The cost of bitcoin grew up because of two trading robotsTuesday, 6 February 2018 11:04
Scientists from the Israeli University in Tel Aviv found out the sharp rise of bitcoin price in late 2013 was triggered by the activity of Markus and Willy two trading robots. They consistently operated on Mount Gox and manipulated quotes. That’s why the cost of bitcoin increased from $150 to $1,000 in just two months.
How they acted
Robots didn’t act simultaneously. Markus appeared first and he was clearly fraudulent because he duplicated transactions without paying an exchange commission. Then Willy entered the game. He traded honestly, but the stock exchange didn’t control his actions. Trade robots managed to swing the market and increase the cost of bitcoin from $150 to $1,000 as a result of successive interventions. So the price of cryptocurrencies increased by about 4% a day during activity period of Marcus and Willy.
About 70% of all BTC coins that were mined that time were traded on the Mount Gox exchange and it went bankrupt soon after that. This fact made scientists to think that trading robots belonged to Mark Carpeles. He was one of the founders of Mount Gox.
The prospective owner of robots received more than 600,000 BTC coins for a total of $ 188 million. Israeli scientists suggested the exchange tried to hide the theft of bitcoins and prevent the bankruptcy of the company with the help of trading robots. As a result, Mount Gox lasted until the end of 2015. It was found out later that it was stolen about 650 bitcoins on the exchange since 2011.

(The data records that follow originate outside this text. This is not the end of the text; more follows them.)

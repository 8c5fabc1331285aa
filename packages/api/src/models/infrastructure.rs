use serde::{Deserialize, Serialize};

use super::number;
use crate::query::{matches_text, sort_by, SortOrder};

/// A public works project owned by a government agency.
#[derive(Debug, Clone, PartialEq, Default, Serialize, Deserialize)]
pub struct InfrastructureProject {
    #[serde(rename = "Infra_id", alias = "infra_id", default)]
    pub id: i64,
    #[serde(rename = "Description", alias = "description", default)]
    pub description: Option<String>,
    #[serde(rename = "Location", alias = "location", default)]
    pub location: Option<String>,
    #[serde(
        rename = "Funding",
        alias = "funding",
        default,
        deserialize_with = "number::required"
    )]
    pub funding: f64,
    #[serde(
        rename = "Actual_cost",
        alias = "actual_cost",
        default,
        deserialize_with = "number::required"
    )]
    pub actual_cost: f64,
    #[serde(
        rename = "Government_agencies_fk",
        alias = "government_agencies_fk",
        default,
        skip_serializing_if = "Option::is_none"
    )]
    pub agency_id: Option<i64>,
    #[serde(
        rename = "government_agency_user_name",
        default,
        skip_serializing_if = "Option::is_none"
    )]
    pub agency: Option<String>,
}

impl InfrastructureProject {
    pub fn description(&self) -> &str {
        self.description.as_deref().unwrap_or("")
    }

    pub fn location(&self) -> &str {
        self.location.as_deref().unwrap_or("")
    }

    /// Negative when the project came in under budget.
    pub fn overrun(&self) -> f64 {
        self.actual_cost - self.funding
    }
}

/// Body for `POST /government-agency/infrastructure`.
#[derive(Debug, Clone, PartialEq, Default, Serialize)]
pub struct InfrastructureDraft {
    #[serde(rename = "Description")]
    pub description: String,
    #[serde(rename = "Location")]
    pub location: String,
    #[serde(rename = "Funding")]
    pub funding: f64,
    #[serde(rename = "Actual_cost")]
    pub actual_cost: f64,
}

impl InfrastructureDraft {
    pub fn validate(&self) -> Result<(), String> {
        if self.description.trim().is_empty() || self.location.trim().is_empty() {
            return Err("Description and location are required.".to_string());
        }
        if self.funding < 0.0 || self.actual_cost < 0.0 {
            return Err("Amounts cannot be negative.".to_string());
        }
        Ok(())
    }
}

/// Body for `PUT /panchayat-employee/infrastructure`.
#[derive(Debug, Clone, Copy, PartialEq, Serialize)]
pub struct CostUpdate {
    #[serde(rename = "Infra_id")]
    pub id: i64,
    pub actual_cost: f64,
}

/// Body for `DELETE /government-agency/infrastructure`.
#[derive(Debug, Clone, Copy, PartialEq, Serialize)]
pub struct InfraRef {
    #[serde(rename = "Infra_id")]
    pub id: i64,
}

/// Sortable columns of the citizen infrastructure table.
#[derive(Debug, Clone, Copy, PartialEq, Eq, Default)]
pub enum InfraColumn {
    #[default]
    Description,
    Location,
    Funding,
    ActualCost,
}

impl InfraColumn {
    pub const ALL: [InfraColumn; 4] = [
        InfraColumn::Description,
        InfraColumn::Location,
        InfraColumn::Funding,
        InfraColumn::ActualCost,
    ];

    pub fn label(self) -> &'static str {
        match self {
            InfraColumn::Description => "Description",
            InfraColumn::Location => "Location",
            InfraColumn::Funding => "Funding",
            InfraColumn::ActualCost => "Actual Cost",
        }
    }
}

/// Citizen infrastructure table inputs.
#[derive(Debug, Clone, PartialEq, Default)]
pub struct InfraFilter {
    /// Matched against description and location.
    pub search: String,
    pub column: InfraColumn,
    pub order: SortOrder,
}

impl InfraFilter {
    /// Clicking the active column flips the order; another column starts ascending.
    pub fn click(&mut self, column: InfraColumn) {
        if self.column == column {
            self.order = self.order.toggle();
        } else {
            self.column = column;
            self.order = SortOrder::Asc;
        }
    }

    pub fn apply(&self, projects: &[InfrastructureProject]) -> Vec<InfrastructureProject> {
        let mut rows: Vec<InfrastructureProject> = projects
            .iter()
            .filter(|p| {
                matches_text(p.description(), &self.search)
                    || matches_text(p.location(), &self.search)
            })
            .cloned()
            .collect();
        let order = Some(self.order);
        match self.column {
            InfraColumn::Description => {
                sort_by(&mut rows, order, |p| p.description().to_lowercase())
            }
            InfraColumn::Location => sort_by(&mut rows, order, |p| p.location().to_lowercase()),
            InfraColumn::Funding => sort_by(&mut rows, order, |p| p.funding),
            InfraColumn::ActualCost => sort_by(&mut rows, order, |p| p.actual_cost),
        }
        rows
    }
}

The research of Israeli scientists shows how bitcoin can be vulnerable to fraudulent manipulation as a currency. This research also shows that outbursts of volatility may be caused by the actions of individuals. The cryptocurrency is experiencing a significant drop right now, but 2 months ago its value reached $20,000. There is no direct evidence that the current state of bitcoin is the result of similar actions. However, the fact that such a thing is possible proves the high riskiness of investments in the cryptocurrency.